Oh, and we already are friends, we're just not that close anymore because we haven't talked alot since graduation. But I will still take everything you've seid into consideration.

Thanks everyone who seid they think it would be ok to go out with him. I was worried that everyone would shoot me down by saying I was terrible for even thinking of going out with a non beleiver.

I'll probably wait a bit more before asking him out though, I don't want to be just a rebound....

Thanks again, anymore advice or opinions would be appriciated.  

LadyAmbrosia


flyingemu27

PostPosted: Fri Jan 06, 2006 3:22 pm
LadyAmbrosia
I don't just think he's the one, I know. We agree about everything else important, I know that this is the most important thing, but I can't help how I feel.


You may not be able to help how you feel, nobody really can. But you can help what you do with those feelings. You don't have to act upon your feelings. Just letting you know.
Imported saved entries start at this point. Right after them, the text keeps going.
use std::fmt;
use std::str::FromStr;

use serde::ser::SerializeMap;
use serde::{Deserialize, Serialize, Serializer};

use crate::errors::DomainError;

pub const AVENUE_COUNT: usize = 7;

/// Investment avenue scored by the engine. Declaration order doubles as the
/// ranking tie-break order.
#[derive(Clone, Copy, Debug, PartialEq, Eq, Hash, PartialOrd, Ord, Serialize, Deserialize)]
pub enum Avenue {
    #[serde(rename = "Mutual_Funds")]
    MutualFunds,
    #[serde(rename = "Equity_Market")]
    EquityMarket,
    #[serde(rename = "Debentures")]
    Debentures,
    #[serde(rename = "Government_Bonds")]
    GovernmentBonds,
    #[serde(rename = "Fixed_Deposits")]
    FixedDeposits,
    #[serde(rename = "PPF")]
    Ppf,
    #[serde(rename = "Gold")]
    Gold,
}

impl Avenue {
    pub const ALL: [Avenue; AVENUE_COUNT] = [
        Avenue::MutualFunds,
        Avenue::EquityMarket,
        Avenue::Debentures,
        Avenue::GovernmentBonds,
        Avenue::FixedDeposits,
        Avenue::Ppf,
        Avenue::Gold,
    ];

    /// Column name used by the survey dataset.
    pub fn column_name(self) -> &'static str {
        match self {
            Avenue::MutualFunds => "Mutual_Funds",
            Avenue::EquityMarket => "Equity_Market",
            Avenue::Debentures => "Debentures",
            Avenue::GovernmentBonds => "Government_Bonds",
            Avenue::FixedDeposits => "Fixed_Deposits",
            Avenue::Ppf => "PPF",
            Avenue::Gold => "Gold",
        }
    }

    pub fn index(self) -> usize {
        self as usize
    }
}

impl fmt::Display for Avenue {
    fn fmt(&self, f: &mut fmt::Formatter<'_>) -> fmt::Result {
        f.write_str(self.column_name())
    }
}

impl FromStr for Avenue {
    type Err = DomainError;

    fn from_str(value: &str) -> Result<Self, Self::Err> {
        let needle = value.trim();
        Avenue::ALL
            .into_iter()
            .find(|avenue| avenue.column_name().eq_ignore_ascii_case(needle))
            .ok_or_else(|| DomainError::UnknownAvenue(needle.to_string()))
    }
}

/// One real-valued score per avenue.
#[derive(Clone, Copy, Debug, Default, PartialEq)]
pub struct ScoreMap {
    values: [f64; AVENUE_COUNT],
}

impl ScoreMap {
    pub fn new(values: [f64; AVENUE_COUNT]) -> Self {
        Self { values }
    }

    pub fn from_fn(mut score: impl FnMut(Avenue) -> f64) -> Self {
        let mut values = [0.0; AVENUE_COUNT];
        for avenue in Avenue::ALL {
            values[avenue.index()] = score(avenue);
        }
        Self { values }
    }

    pub fn get(&self, avenue: Avenue) -> f64 {
        self.values[avenue.index()]
    }

    pub fn set(&mut self, avenue: Avenue, value: f64) {
        self.values[avenue.index()] = value;
    }

    pub fn add(&mut self, avenue: Avenue, delta: f64) {
        self.values[avenue.index()] += delta;
    }

    /// Entries in declaration order.
    pub fn iter(&self) -> impl Iterator<Item = (Avenue, f64)> + '_ {
        Avenue::ALL.into_iter().map(|avenue| (avenue, self.get(avenue)))
    }
}

impl Serialize for ScoreMap {
    fn serialize<S: Serializer>(&self, serializer: S) -> Result<S::Ok, S::Error> {
        let mut map = serializer.serialize_map(Some(AVENUE_COUNT))?;
        for (avenue, score) in self.iter() {
            map.serialize_entry(avenue.column_name(), &score)?;
        }
        map.end()
    }
}
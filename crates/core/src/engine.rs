//! Recommendation facade: mapper → segment → aggregate → adjust → rank.

use std::sync::Arc;

use serde::Serialize;
use tracing::{debug, info};

use crate::avenue::{Avenue, ScoreMap};
use crate::category::{map_duration, map_expected_return, DurationCategory, ReturnCategory};
use crate::dataset::Dataset;
use crate::errors::DomainError;
use crate::explanation::{AvenueExplanation, Explanation, ExplanationGenerator, ReasonColumnMap};
use crate::profile::InvestorProfile;
use crate::ranking::{rank, RankedAvenue};
use crate::risk::{RiskBonusTable, RiskTier};
use crate::scoring::aggregate_scores;
use crate::segment::{select_segment, Segment, SegmentKind};

/// Emits at INFO when the caller asked for verbose output, DEBUG otherwise.
macro_rules! diagnostic {
    ($verbose:expr, $($arg:tt)+) => {
        if $verbose {
            info!($($arg)+);
        } else {
            debug!($($arg)+);
        }
    };
}

/// Outcome of one `recommend` call.
#[derive(Clone, Debug, PartialEq, Serialize)]
pub struct Recommendation {
    pub duration_category: DurationCategory,
    pub return_category: ReturnCategory,
    pub segment_kind: SegmentKind,
    pub segment_size: usize,
    /// `None` when the risk level was not recognized and no bonus applied.
    pub risk_tier: Option<RiskTier>,
    pub ranked: Vec<RankedAvenue>,
    pub base_scores: ScoreMap,
    pub adjusted_scores: ScoreMap,
}

/// Segment inspection without ranking.
#[derive(Clone, Debug, PartialEq, Serialize)]
pub struct SegmentSummary {
    pub duration_category: DurationCategory,
    pub return_category: ReturnCategory,
    pub segment_kind: SegmentKind,
    pub segment_size: usize,
    pub base_scores: ScoreMap,
}

/// Stateless apart from the shared, read-only dataset handle; safe to call
/// from any number of threads at once.
#[derive(Clone, Debug)]
pub struct RecommendationEngine {
    dataset: Arc<Dataset>,
    bonuses: RiskBonusTable,
    explanations: ExplanationGenerator,
    strict_inputs: bool,
}

impl RecommendationEngine {
    pub fn new(dataset: Arc<Dataset>) -> Self {
        Self {
            dataset,
            bonuses: RiskBonusTable::standard(),
            explanations: ExplanationGenerator::default(),
            strict_inputs: false,
        }
    }

    pub fn with_risk_bonuses(mut self, bonuses: RiskBonusTable) -> Self {
        self.bonuses = bonuses;
        self
    }

    pub fn with_reason_columns(mut self, reason_columns: ReasonColumnMap) -> Self {
        self.explanations = ExplanationGenerator::new(reason_columns);
        self
    }

    /// Reject non-finite or negative duration / return before bucketing.
    pub fn with_strict_inputs(mut self, strict_inputs: bool) -> Self {
        self.strict_inputs = strict_inputs;
        self
    }

    pub fn dataset(&self) -> &Dataset {
        &self.dataset
    }

    pub fn risk_bonuses(&self) -> &RiskBonusTable {
        &self.bonuses
    }

    pub fn categorize(&self, profile: &InvestorProfile) -> (DurationCategory, ReturnCategory) {
        (map_duration(profile.duration_years), map_expected_return(profile.expected_return_pct))
    }

    /// Segment actually used for `profile`.
    pub fn segment_for(&self, profile: &InvestorProfile) -> Segment<'_> {
        let (duration, expected_return) = self.categorize(profile);
        select_segment(&self.dataset, duration, expected_return)
    }

    pub fn recommend(
        &self,
        profile: &InvestorProfile,
        verbose: bool,
    ) -> Result<Recommendation, DomainError> {
        self.check_profile(profile)?;
        let (duration, expected_return) = self.categorize(profile);

        diagnostic!(
            verbose,
            event_name = "engine.profile.interpreted",
            age = profile.age,
            gender = %profile.gender,
            duration_years = profile.duration_years,
            duration_category = %duration,
            expected_return_pct = profile.expected_return_pct,
            return_category = %expected_return,
            risk_level = %profile.risk_level,
            top_n = profile.top_n,
            "interpreted investor profile"
        );

        let segment = select_segment(&self.dataset, duration, expected_return);
        log_segment(verbose, &segment);

        let base_scores = aggregate_scores(&segment)?;
        for (avenue, score) in base_scores.iter() {
            diagnostic!(
                verbose,
                event_name = "engine.scores.base",
                avenue = %avenue,
                score = score,
                "segment mean score"
            );
        }

        let adjustment = self.bonuses.adjust(&base_scores, &profile.risk_level);
        if adjustment.tier.is_none() {
            diagnostic!(
                verbose,
                event_name = "engine.risk.unrecognized",
                risk_level = %profile.risk_level,
                "risk level not recognized; scores left unadjusted"
            );
        }

        let ranked = rank(&adjustment.scores, profile.top_n);
        for entry in &ranked {
            diagnostic!(
                verbose,
                event_name = "engine.recommendation.ranked",
                avenue = %entry.avenue,
                adjusted = entry.score,
                base = base_scores.get(entry.avenue),
                "recommended avenue"
            );
        }

        Ok(Recommendation {
            duration_category: duration,
            return_category: expected_return,
            segment_kind: segment.kind(),
            segment_size: segment.len(),
            risk_tier: adjustment.tier,
            ranked,
            base_scores,
            adjusted_scores: adjustment.scores,
        })
    }

    /// Base scores for the profile's segment.
    pub fn base_scores(&self, profile: &InvestorProfile) -> Result<ScoreMap, DomainError> {
        self.check_profile(profile)?;
        aggregate_scores(&self.segment_for(profile))
    }

    pub fn summarize_segment(
        &self,
        profile: &InvestorProfile,
    ) -> Result<SegmentSummary, DomainError> {
        self.check_profile(profile)?;
        let (duration, expected_return) = self.categorize(profile);
        let segment = select_segment(&self.dataset, duration, expected_return);
        let base_scores = aggregate_scores(&segment)?;

        Ok(SegmentSummary {
            duration_category: duration,
            return_category: expected_return,
            segment_kind: segment.kind(),
            segment_size: segment.len(),
            base_scores,
        })
    }

    pub fn explain(
        &self,
        profile: &InvestorProfile,
        avenue: Avenue,
    ) -> Result<Explanation, DomainError> {
        self.check_profile(profile)?;
        let segment = self.segment_for(profile);
        Ok(self.explanations.explain(avenue, &segment, self.dataset.schema()))
    }

    /// Explanations for every ranked entry, computed on demand against the
    /// same segment the recommendation was scored on.
    pub fn explain_recommendation(
        &self,
        recommendation: &Recommendation,
    ) -> Vec<AvenueExplanation> {
        let segment = select_segment(
            &self.dataset,
            recommendation.duration_category,
            recommendation.return_category,
        );
        recommendation
            .ranked
            .iter()
            .map(|entry| {
                self.explanations.explain(entry.avenue, &segment, self.dataset.schema()).into()
            })
            .collect()
    }

    fn check_profile(&self, profile: &InvestorProfile) -> Result<(), DomainError> {
        if self.strict_inputs {
            profile.validate()?;
        }
        Ok(())
    }
}

fn log_segment(verbose: bool, segment: &Segment<'_>) {
    match segment.kind() {
        SegmentKind::Exact => diagnostic!(
            verbose,
            event_name = "engine.segment.matched",
            segment_size = segment.len(),
            "matched similar investors for this profile"
        ),
        SegmentKind::Fallback => diagnostic!(
            verbose,
            event_name = "engine.segment.fallback",
            segment_size = segment.len(),
            "no exact segment match; using entire dataset"
        ),
    }
}
//! Survey table loading for the avenue engine.
//!
//! [`loader`] turns a CSV export into a [`avenue_core::Dataset`];
//! [`fixtures`] provides a small deterministic table for tests and demos.

pub mod fixtures;
pub mod loader;
mod reader;

pub use fixtures::{demo_csv, demo_dataset};
pub use loader::{load_csv, parse_csv, LoadError};
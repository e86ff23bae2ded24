use avenue_core::{
    Avenue, Dataset, DurationCategory, InvestorRecord, ReasonColumn, ReturnCategory, ScoreMap,
};

/// Deterministic demo respondents. Scores follow [`Avenue::ALL`] order and
/// reasons follow [`ReasonColumn::ALL`] order.
const DEMO_ROWS: &[DemoRow] = &[
    DemoRow {
        gender: "Male",
        age: 34,
        duration: DurationCategory::MoreThanFiveYears,
        expect: ReturnCategory::TwentyToThirty,
        scores: [5.0, 6.0, 3.0, 3.5, 4.0, 4.0, 4.0],
        reasons: [Some("Better Returns"), Some("Capital Appreciation"), Some("Assured Returns"), Some("Fixed Returns")],
        source: "Financial Consultants",
    },
    DemoRow {
        gender: "Female",
        age: 29,
        duration: DurationCategory::MoreThanFiveYears,
        expect: ReturnCategory::TwentyToThirty,
        scores: [5.4, 5.6, 3.0, 3.5, 4.0, 3.8, 4.2],
        reasons: [Some("Fund Diversification"), Some("Capital Appreciation"), None, Some("Risk Free")],
        source: "Internet",
    },
    DemoRow {
        gender: "Female",
        age: 41,
        duration: DurationCategory::LessThanOneYear,
        expect: ReturnCategory::TenToTwenty,
        scores: [3.0, 2.0, 4.0, 4.5, 5.0, 4.8, 3.5],
        reasons: [Some("Better Returns"), Some("Dividend"), Some("Safe Investment"), Some("Fixed Returns")],
        source: "Newspapers and Magazines",
    },
    DemoRow {
        gender: "Male",
        age: 52,
        duration: DurationCategory::LessThanOneYear,
        expect: ReturnCategory::TenToTwenty,
        scores: [2.6, 1.8, 4.2, 4.1, 5.2, 5.0, 3.3],
        reasons: [None, None, Some("Safe Investment"), Some("Risk Free")],
        source: "Television",
    },
    DemoRow {
        gender: "Female",
        age: 27,
        duration: DurationCategory::OneToThreeYears,
        expect: ReturnCategory::TwentyToThirty,
        scores: [5.5, 4.5, 2.5, 3.0, 3.5, 3.0, 5.0],
        reasons: [Some("Better Returns"), Some("Liquidity"), Some("Assured Returns"), Some("High Interest Rates")],
        source: "Internet",
    },
    DemoRow {
        gender: "Male",
        age: 38,
        duration: DurationCategory::ThreeToFiveYears,
        expect: ReturnCategory::TenToTwenty,
        scores: [4.5, 3.5, 3.5, 4.5, 4.0, 5.5, 4.0],
        reasons: [Some("Tax Benefits"), Some("Dividend"), Some("Assured Returns"), Some("Risk Free")],
        source: "Financial Consultants",
    },
];

struct DemoRow {
    gender: &'static str,
    age: u32,
    duration: DurationCategory,
    expect: ReturnCategory,
    scores: [f64; 7],
    reasons: [Option<&'static str>; 4],
    source: &'static str,
}

impl DemoRow {
    fn to_record(&self) -> InvestorRecord {
        let mut record = InvestorRecord::new(self.duration, self.expect, ScoreMap::new(self.scores));
        for (column, reason) in ReasonColumn::ALL.into_iter().zip(self.reasons) {
            record.reasons.set(column, reason.map(str::to_string));
        }
        record.gender = Some(self.gender.to_string());
        record.age = Some(self.age);
        record.source = Some(self.source.to_string());
        record
    }
}

/// Six respondents across four segments. No row expects 30%-40%, so those
/// profiles exercise the whole-dataset fallback.
pub fn demo_dataset() -> Dataset {
    Dataset::from_records(DEMO_ROWS.iter().map(DemoRow::to_record).collect())
}

/// [`demo_dataset`] rendered in the survey's CSV layout.
pub fn demo_csv() -> String {
    let mut header = vec!["gender", "age", "Investment_Avenues"];
    header.extend(Avenue::ALL.map(Avenue::column_name));
    header.extend(["Duration", "Expect"]);
    header.extend(ReasonColumn::ALL.map(ReasonColumn::column_name));
    header.push("Source");

    let mut text = header.join(",");
    for row in DEMO_ROWS {
        let mut fields = vec![row.gender.to_string(), row.age.to_string(), "Yes".to_string()];
        fields.extend(row.scores.iter().map(f64::to_string));
        fields.push(row.duration.label().to_string());
        fields.push(row.expect.label().to_string());
        fields.extend(row.reasons.iter().map(|reason| quote(reason.unwrap_or(""))));
        fields.push(quote(row.source));

        text.push('\n');
        text.push_str(&fields.join(","));
    }
    text.push('\n');
    text
}

fn quote(value: &str) -> String {
    if value.contains([',', '"', '\n']) {
        format!("\"{}\"", value.replace('"', "\"\""))
    } else {
        value.to_string()
    }
}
Here's my main concern. You say that you'll work on him and try to convert him.....but once you're in a relationship like that, it's very very hard to accomplish. Cause when you're dating, you'll be afraid that if you push it too hard, he'll break up with you. Then you'll hold back more. And once he says that he doesn't want to talk about it, you'll feel that if you do, it would be another step towards breaking up. My point is, once you get into that kind of relationship, it is 10 times, if not 50 times harder to convert somone.

And right now you may think that he won't damage your faith and you don't plan to let that happen, but chances are it will. He may not purposefully damage it, but his habits might rub off on you, or his statements about christianity might subconscieously affect your faith. Trust me, chances are it will happen. I'm dating a good girlfriend, but she's not a christian and sometimes it hurts my faith.

What I say is that you should get to know him more as a friend, then show him how great God's love and promises are. The earlier you start, the easier it will be. You don't have to get all the way there, but please just try to talk to him about it and get as far as you can before you ask him out.

You might say that if you start talking to him about God now, he won't like you as much and won't say "yes" when you ask him out. You might say that then, you wouldn't get the chance you would have had if you got to know him better later after asking him out. Well, if that happens than I say that, in my opinion, you shouldn't date him anyway. If you get close to him as a friend and he won't listen to you, what makes you think that you'll change him after it's even harder to talk to him about it?

Please consider my words (if you haven't asked him out already gonk ) and I hope this really helps you out. biggrin  
PostPosted: Sat Jan 07, 2006 4:03 pm
flyingemu27: No, I haven't asked him yet, I want him to be over his ex when I ask him, there is no way I will just be a rebound fling, I like him too much for that!

And I do completly see what you mean; being around a non-beleiver alot would certainly affect ones faith, I just can't see that happening in this situation. We've had discussions about God before and he just doesn't beleive in religion, but he certainly beleives that something created us... he just likes to think that it was aliens, that's all.

Ya, everyone keeps saying that we should be closer friends first, but while I'm out being his friend, he's out at clubs meeting girls who won't waste any time being friends He looks exactly like Jonny Depp, you see, so he can have his pick of girls...

But that is off subject, ya, mabey I should just try to be friends a little longer... I just hate knowing he's out at clubs with girls who will give him things that he knows I won't... he's really not good for my peice of mind.

Thanks again! Anymore opinions would be appriciated.  

LadyAmbrosia


Alessandra

PostPosted: Sun Jan 08, 2006 10:18 pm
crying It's so sad but yeh it makes it so difficult to be with them. There is a lack of spirtual connection even with ceratin morals and values they lack too. I am now with a Christian man now and it makes it so much better cause you can connect like the image of a triangle God at the top you and your guy at the bottom you grow together towards God in your relationship. For kids espically.. that would make it to confusing for them to have mixed belief systems for them to follow.